■ Task prompt
In the response, the entries must appear exactly as supplied.
═══ Input material
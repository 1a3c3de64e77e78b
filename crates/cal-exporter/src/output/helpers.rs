//! Common helpers shared by the exporters.

use std::fs::{self, File};
use std::path::Path;

use cal_core_rs::{round_hours, total_hours, CalendarEvent};

use super::{ExportError, Result};

/// Column headers of the spreadsheet exports.
pub const SHEET_HEADERS: [&str; 9] = [
    "Date",
    "Start Time",
    "End Time",
    "Duration (h)",
    "Duration",
    "Summary",
    "Description",
    "Location",
    "Hashtags",
];

/// Name of the single worksheet in spreadsheet exports.
pub const SHEET_NAME: &str = "Calendar Events";

/// Truncates a string to at most `max_len` characters, ending in `...`.
pub fn truncate_str(s: &str, max_len: usize) -> String {
    if s.chars().count() > max_len {
        let kept: String = s.chars().take(max_len.saturating_sub(3)).collect();
        format!("{kept}...")
    } else {
        s.to_string()
    }
}

/// Start date as `YYYY-MM-DD`.
pub fn format_date(event: &CalendarEvent) -> String {
    event.start.format("%Y-%m-%d").to_string()
}

/// Start time as `HH:MM`.
pub fn format_start(event: &CalendarEvent) -> String {
    event.start.format("%H:%M").to_string()
}

/// End time as `HH:MM`.
pub fn format_end(event: &CalendarEvent) -> String {
    event.end.format("%H:%M").to_string()
}

/// Total duration of `events`, rounded to two decimals.
pub fn rounded_total_hours(events: &[CalendarEvent]) -> f64 {
    round_hours(total_hours(events))
}

/// Creates missing parent directories of `path`.
pub fn ensure_parent_dir(path: &Path) -> Result<()> {
    match path.parent() {
        Some(parent) if !parent.as_os_str().is_empty() => {
            fs::create_dir_all(parent).map_err(|source| ExportError::Create {
                path: parent.to_path_buf(),
                source,
            })
        }
        _ => Ok(()),
    }
}

/// Creates (or truncates) `path`, creating parent directories first.
pub fn create_file(path: &Path) -> Result<File> {
    ensure_parent_dir(path)?;
    File::create(path).map_err(|source| ExportError::Create {
        path: path.to_path_buf(),
        source,
    })
}

/// One spreadsheet cell.
#[derive(Debug, Clone, PartialEq)]
pub enum Cell {
    Text(String),
    Number(f64),
}

impl Cell {
    fn text(s: impl Into<String>) -> Self {
        Cell::Text(s.into())
    }
}

/// What a spreadsheet row holds; drives styling.
#[derive(Debug, Clone, Copy, PartialEq, Eq)]
pub enum RowKind {
    Header,
    Event,
    Blank,
    Total,
}

/// A spreadsheet row.
#[derive(Debug, Clone, PartialEq)]
pub struct SheetRow {
    pub kind: RowKind,
    pub cells: Vec<Cell>,
}

/// Rows shared by the XLSX and ODS exports: header, one row per event, a
/// blank row, then `Total Events:` and `Total Hours:`.
pub fn sheet_rows(events: &[CalendarEvent]) -> Vec<SheetRow> {
    let mut rows = Vec::with_capacity(events.len() + 4);

    rows.push(SheetRow {
        kind: RowKind::Header,
        cells: SHEET_HEADERS.iter().map(|h| Cell::text(*h)).collect(),
    });

    for event in events {
        rows.push(SheetRow {
            kind: RowKind::Event,
            cells: vec![
                Cell::text(format_date(event)),
                Cell::text(format_start(event)),
                Cell::text(format_end(event)),
                Cell::Number(round_hours(event.duration_hours())),
                Cell::text(event.duration_formatted()),
                Cell::text(event.summary.as_str()),
                Cell::text(event.description.clone().unwrap_or_default()),
                Cell::text(event.location.clone().unwrap_or_default()),
                Cell::text(event.hashtags_joined()),
            ],
        });
    }

    rows.push(SheetRow {
        kind: RowKind::Blank,
        cells: Vec::new(),
    });
    rows.push(SheetRow {
        kind: RowKind::Total,
        cells: vec![Cell::text("Total Events:"), Cell::Number(events.len() as f64)],
    });
    rows.push(SheetRow {
        kind: RowKind::Total,
        cells: vec![
            Cell::text("Total Hours:"),
            Cell::Number(rounded_total_hours(events)),
        ],
    });

    rows
}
══════
■ Response
repository 1a3c3de64e77e78b
filename crates/cal-exporter/src/output/helpers.rs
//! Common helpers shared by the exporters.

use std::fs::{self, File};
use std::path::Path;

use cal_core_rs::{round_hours, total_hours, CalendarEvent};

use super::{ExportError, Result};

/// Column headers of the spreadsheet exports.
pub const SHEET_HEADERS: [&str; 9] = [
    "Date",
    "Start Time",
    "End Time",
    "Duration (h)",
    "Duration",
    "Summary",
    "Description",
    "Location",
    "Hashtags",
];

/// Name of the single worksheet in spreadsheet exports.
pub const SHEET_NAME: &str = "Calendar Events";

/// Truncates a string to at most `max_len` characters, ending in `...`.
pub fn truncate_str(s: &str, max_len: usize) -> String {
    if s.chars().count() > max_len {
        let kept: String = s.chars().take(max_len.saturating_sub(3)).collect();
        format!("{kept}...")
    } else {
        s.to_string()
    }
}

/// Start date as `YYYY-MM-DD`.
pub fn format_date(event: &CalendarEvent) -> String {
    event.start.format("%Y-%m-%d").to_string()
}

/// Start time as `HH:MM`.
pub fn format_start(event: &CalendarEvent) -> String {
    event.start.format("%H:%M").to_string()
}

/// End time as `HH:MM`.
pub fn format_end(event: &CalendarEvent) -> String {
    event.end.format("%H:%M").to_string()
}

/// Total duration of `events`, rounded to two decimals.
pub fn rounded_total_hours(events: &[CalendarEvent]) -> f64 {
    round_hours(total_hours(events))
}

/// Creates missing parent directories of `path`.
pub fn ensure_parent_dir(path: &Path) -> Result<()> {
    match path.parent() {
        Some(parent) if !parent.as_os_str().is_empty() => {
            fs::create_dir_all(parent).map_err(|source| ExportError::Create {
                path: parent.to_path_buf(),
                source,
            })
        }
        _ => Ok(()),
    }
}

/// Creates (or truncates) `path`, creating parent directories first.
pub fn create_file(path: &Path) -> Result<File> {
    ensure_parent_dir(path)?;
    File::create(path).map_err(|source| ExportError::Create {
        path: path.to_path_buf(),
        source,
    })
}

/// One spreadsheet cell.
#[derive(Debug, Clone, PartialEq)]
pub enum Cell {
    Text(String),
    Number(f64),
}

impl Cell {
    fn text(s: impl Into<String>) -> Self {
        Cell::Text(s.into())
    }
}

/// What a spreadsheet row holds; drives styling.
#[derive(Debug, Clone, Copy, PartialEq, Eq)]
pub enum RowKind {
    Header,
    Event,
    Blank,
    Total,
}

/// A spreadsheet row.
#[derive(Debug, Clone, PartialEq)]
pub struct SheetRow {
    pub kind: RowKind,
    pub cells: Vec<Cell>,
}

/// Rows shared by the XLSX and ODS exports: header, one row per event, a
/// blank row, then `Total Events:` and `Total Hours:`.
pub fn sheet_rows(events: &[CalendarEvent]) -> Vec<SheetRow> {
    let mut rows = Vec::with_capacity(events.len() + 4);

    rows.push(SheetRow {
        kind: RowKind::Header,
        cells: SHEET_HEADERS.iter().map(|h| Cell::text(*h)).collect(),
    });

    for event in events {
        rows.push(SheetRow {
            kind: RowKind::Event,
            cells: vec![
                Cell::text(format_date(event)),
                Cell::text(format_start(event)),
                Cell::text(format_end(event)),
                Cell::Number(round_hours(event.duration_hours())),
                Cell::text(event.duration_formatted()),
                Cell::text(event.summary.as_str()),
                Cell::text(event.description.clone().unwrap_or_default()),
                Cell::text(event.location.clone().unwrap_or_default()),
                Cell::text(event.hashtags_joined()),
            ],
        });
    }

    rows.push(SheetRow {
        kind: RowKind::Blank,
        cells: Vec::new(),
    });
    rows.push(SheetRow {
        kind: RowKind::Total,
        cells: vec![Cell::text("Total Events:"), Cell::Number(events.len() as f64)],
    });
    rows.push(SheetRow {
        kind: RowKind::Total,
        cells: vec![
            Cell::text("Total Hours:"),
            Cell::Number(rounded_total_hours(events)),
        ],
    });

    rows
}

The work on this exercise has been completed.